== The input

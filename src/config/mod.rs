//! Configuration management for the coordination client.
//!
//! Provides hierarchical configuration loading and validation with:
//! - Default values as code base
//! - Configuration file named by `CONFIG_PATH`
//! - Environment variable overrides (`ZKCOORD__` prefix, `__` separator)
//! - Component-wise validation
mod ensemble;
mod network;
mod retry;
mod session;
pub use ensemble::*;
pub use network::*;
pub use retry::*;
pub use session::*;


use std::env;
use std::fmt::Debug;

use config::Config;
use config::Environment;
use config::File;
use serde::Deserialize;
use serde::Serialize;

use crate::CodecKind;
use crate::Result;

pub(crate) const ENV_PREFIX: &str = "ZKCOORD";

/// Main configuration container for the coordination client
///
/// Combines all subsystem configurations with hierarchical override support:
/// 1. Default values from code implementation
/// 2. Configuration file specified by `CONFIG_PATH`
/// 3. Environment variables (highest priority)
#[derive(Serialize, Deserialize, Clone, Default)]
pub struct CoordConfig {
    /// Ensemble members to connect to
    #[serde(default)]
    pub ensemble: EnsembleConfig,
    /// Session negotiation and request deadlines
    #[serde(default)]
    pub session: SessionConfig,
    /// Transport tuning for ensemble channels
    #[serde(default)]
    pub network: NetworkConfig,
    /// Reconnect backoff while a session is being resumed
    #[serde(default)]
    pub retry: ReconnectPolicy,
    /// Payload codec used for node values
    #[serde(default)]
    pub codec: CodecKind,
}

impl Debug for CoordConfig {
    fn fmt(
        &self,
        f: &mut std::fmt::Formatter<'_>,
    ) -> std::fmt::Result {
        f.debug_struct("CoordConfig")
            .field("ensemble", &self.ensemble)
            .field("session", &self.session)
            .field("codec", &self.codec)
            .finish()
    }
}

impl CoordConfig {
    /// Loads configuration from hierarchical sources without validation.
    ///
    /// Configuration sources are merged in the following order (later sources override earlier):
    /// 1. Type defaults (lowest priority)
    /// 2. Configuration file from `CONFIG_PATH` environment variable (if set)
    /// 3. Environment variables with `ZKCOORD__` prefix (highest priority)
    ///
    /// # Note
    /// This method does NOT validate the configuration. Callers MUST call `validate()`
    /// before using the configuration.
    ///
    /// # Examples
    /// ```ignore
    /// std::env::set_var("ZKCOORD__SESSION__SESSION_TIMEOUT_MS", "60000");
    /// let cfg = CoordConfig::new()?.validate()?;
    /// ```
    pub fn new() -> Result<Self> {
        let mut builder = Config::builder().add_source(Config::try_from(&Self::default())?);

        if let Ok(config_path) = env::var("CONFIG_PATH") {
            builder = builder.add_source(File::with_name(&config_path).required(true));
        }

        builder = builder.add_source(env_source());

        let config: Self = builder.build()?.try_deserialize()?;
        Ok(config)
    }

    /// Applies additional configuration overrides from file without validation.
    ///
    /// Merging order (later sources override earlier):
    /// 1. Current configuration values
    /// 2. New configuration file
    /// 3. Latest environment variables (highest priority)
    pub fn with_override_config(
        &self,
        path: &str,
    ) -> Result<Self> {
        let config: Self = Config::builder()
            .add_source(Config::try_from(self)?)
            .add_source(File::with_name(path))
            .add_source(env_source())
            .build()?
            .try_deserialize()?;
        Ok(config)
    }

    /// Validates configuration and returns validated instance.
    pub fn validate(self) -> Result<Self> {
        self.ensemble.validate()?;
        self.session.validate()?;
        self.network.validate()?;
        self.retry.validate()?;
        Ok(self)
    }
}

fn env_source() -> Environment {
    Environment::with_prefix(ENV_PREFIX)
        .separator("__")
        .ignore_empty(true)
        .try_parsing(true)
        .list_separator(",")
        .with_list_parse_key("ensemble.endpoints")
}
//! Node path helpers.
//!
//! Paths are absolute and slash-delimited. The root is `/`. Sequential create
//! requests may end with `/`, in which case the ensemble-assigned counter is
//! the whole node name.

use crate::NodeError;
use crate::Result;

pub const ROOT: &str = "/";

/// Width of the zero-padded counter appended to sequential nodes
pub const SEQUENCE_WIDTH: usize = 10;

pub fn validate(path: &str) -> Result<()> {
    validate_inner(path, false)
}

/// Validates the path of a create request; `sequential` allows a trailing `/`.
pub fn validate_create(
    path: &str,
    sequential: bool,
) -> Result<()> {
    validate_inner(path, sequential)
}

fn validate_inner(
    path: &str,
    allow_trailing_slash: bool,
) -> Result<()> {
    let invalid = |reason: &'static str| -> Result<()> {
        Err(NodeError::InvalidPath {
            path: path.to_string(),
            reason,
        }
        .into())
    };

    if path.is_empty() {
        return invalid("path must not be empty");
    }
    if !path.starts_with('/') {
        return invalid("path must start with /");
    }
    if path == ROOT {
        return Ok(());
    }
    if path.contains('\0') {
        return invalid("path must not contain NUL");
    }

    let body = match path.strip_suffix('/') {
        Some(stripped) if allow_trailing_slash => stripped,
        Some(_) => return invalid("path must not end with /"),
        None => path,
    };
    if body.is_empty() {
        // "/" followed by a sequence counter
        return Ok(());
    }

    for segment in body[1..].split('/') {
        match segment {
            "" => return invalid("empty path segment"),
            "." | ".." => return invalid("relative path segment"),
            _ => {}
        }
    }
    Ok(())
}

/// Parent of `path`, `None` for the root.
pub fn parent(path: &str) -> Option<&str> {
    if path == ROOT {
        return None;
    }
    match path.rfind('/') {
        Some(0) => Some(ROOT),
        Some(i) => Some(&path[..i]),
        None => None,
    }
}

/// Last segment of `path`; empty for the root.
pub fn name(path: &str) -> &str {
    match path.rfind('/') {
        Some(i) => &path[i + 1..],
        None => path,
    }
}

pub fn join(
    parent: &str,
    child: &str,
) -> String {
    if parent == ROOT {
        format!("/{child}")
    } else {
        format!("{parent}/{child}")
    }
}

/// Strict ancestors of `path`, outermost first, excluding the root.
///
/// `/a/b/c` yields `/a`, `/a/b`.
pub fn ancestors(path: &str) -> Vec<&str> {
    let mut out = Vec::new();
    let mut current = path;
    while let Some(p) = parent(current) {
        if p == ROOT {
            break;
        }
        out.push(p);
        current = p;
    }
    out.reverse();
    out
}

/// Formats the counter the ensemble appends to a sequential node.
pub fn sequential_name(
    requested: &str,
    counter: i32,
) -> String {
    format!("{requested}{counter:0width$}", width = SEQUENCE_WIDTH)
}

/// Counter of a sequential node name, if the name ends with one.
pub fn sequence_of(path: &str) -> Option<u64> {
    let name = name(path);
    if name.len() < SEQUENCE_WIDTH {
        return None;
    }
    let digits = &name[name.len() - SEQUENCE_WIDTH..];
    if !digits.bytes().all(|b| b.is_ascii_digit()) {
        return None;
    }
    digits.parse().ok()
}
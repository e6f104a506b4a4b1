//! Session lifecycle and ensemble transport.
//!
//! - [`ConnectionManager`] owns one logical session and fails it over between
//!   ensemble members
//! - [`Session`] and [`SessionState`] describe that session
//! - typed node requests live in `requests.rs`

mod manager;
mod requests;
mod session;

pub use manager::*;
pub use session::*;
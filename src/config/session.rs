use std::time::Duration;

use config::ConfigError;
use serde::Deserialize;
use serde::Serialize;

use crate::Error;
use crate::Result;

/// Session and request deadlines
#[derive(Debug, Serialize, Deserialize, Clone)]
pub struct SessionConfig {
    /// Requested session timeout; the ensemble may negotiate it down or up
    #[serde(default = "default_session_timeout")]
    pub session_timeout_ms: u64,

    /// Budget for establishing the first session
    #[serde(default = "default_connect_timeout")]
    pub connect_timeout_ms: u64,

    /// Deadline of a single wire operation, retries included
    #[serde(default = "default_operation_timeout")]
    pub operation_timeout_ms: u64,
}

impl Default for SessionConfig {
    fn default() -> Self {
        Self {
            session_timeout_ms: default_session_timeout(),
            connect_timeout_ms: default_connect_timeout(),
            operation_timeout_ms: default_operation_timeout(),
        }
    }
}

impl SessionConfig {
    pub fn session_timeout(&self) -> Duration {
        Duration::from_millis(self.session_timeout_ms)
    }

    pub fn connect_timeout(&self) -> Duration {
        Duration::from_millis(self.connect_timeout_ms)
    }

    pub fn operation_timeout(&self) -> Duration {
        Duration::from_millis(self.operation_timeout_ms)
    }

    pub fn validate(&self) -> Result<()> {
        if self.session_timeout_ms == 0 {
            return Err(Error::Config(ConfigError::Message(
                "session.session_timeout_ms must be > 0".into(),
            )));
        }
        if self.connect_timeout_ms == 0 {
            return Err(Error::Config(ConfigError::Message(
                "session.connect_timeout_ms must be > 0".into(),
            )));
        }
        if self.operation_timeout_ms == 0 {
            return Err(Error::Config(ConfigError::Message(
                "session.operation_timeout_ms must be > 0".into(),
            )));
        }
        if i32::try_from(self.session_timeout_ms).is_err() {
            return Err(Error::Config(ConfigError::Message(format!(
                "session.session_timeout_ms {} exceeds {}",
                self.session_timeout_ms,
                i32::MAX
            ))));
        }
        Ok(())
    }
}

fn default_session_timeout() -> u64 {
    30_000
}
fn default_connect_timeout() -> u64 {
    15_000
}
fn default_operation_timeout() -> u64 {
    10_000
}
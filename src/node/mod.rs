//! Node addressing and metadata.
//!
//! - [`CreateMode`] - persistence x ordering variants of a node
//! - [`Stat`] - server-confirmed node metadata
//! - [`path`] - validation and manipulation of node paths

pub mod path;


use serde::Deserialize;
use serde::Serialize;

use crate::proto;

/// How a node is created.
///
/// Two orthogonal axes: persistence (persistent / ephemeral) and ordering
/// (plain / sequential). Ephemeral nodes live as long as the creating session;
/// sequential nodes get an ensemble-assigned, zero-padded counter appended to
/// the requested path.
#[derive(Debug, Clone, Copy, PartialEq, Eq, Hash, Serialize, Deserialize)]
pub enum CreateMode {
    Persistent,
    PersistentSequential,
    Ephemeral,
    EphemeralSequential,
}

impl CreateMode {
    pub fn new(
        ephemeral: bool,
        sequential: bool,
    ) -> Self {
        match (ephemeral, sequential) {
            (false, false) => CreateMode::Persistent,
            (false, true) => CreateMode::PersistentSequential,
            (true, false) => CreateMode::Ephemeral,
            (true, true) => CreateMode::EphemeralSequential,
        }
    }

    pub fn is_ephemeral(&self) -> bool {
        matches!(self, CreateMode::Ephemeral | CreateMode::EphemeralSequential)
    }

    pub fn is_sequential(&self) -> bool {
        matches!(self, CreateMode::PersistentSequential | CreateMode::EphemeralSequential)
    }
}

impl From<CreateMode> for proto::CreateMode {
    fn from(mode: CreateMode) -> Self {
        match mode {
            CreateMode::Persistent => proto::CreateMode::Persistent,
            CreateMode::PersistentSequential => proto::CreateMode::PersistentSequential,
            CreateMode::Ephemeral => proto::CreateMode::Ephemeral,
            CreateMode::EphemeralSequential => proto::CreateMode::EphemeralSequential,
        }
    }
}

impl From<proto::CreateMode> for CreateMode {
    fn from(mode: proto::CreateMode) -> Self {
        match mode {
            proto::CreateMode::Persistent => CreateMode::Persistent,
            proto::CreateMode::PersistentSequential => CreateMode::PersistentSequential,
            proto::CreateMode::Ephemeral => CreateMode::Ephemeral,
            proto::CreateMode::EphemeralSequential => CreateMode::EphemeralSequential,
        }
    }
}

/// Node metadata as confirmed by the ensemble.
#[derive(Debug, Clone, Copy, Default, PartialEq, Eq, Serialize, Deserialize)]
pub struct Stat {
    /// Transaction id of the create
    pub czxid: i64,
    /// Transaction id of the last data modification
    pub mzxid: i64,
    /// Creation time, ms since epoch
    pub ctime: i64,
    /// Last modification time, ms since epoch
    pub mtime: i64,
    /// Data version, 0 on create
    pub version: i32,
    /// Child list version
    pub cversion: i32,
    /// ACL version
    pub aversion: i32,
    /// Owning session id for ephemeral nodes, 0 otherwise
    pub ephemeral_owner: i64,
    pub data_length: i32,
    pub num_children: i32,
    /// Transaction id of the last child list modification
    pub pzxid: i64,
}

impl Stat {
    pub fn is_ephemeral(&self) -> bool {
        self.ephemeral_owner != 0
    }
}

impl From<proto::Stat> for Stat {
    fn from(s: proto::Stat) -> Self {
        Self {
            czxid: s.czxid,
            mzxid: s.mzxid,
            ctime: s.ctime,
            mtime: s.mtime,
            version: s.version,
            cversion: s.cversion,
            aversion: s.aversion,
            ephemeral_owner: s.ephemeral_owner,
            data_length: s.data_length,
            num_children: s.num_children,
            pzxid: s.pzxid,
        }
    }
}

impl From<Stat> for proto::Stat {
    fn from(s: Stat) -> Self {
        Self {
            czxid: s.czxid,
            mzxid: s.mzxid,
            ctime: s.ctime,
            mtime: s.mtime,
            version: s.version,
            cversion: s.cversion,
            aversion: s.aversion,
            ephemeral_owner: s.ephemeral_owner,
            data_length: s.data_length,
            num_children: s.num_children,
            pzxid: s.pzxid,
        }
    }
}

====

▶ **Prompt**: Wherever the string "Transaction" is found in the entries, copy the line it sits in.

▶ **Answer to this problem**:
    /// Transaction id of the create
    /// Transaction id of the last data modification
    /// Transaction id of the last child list modification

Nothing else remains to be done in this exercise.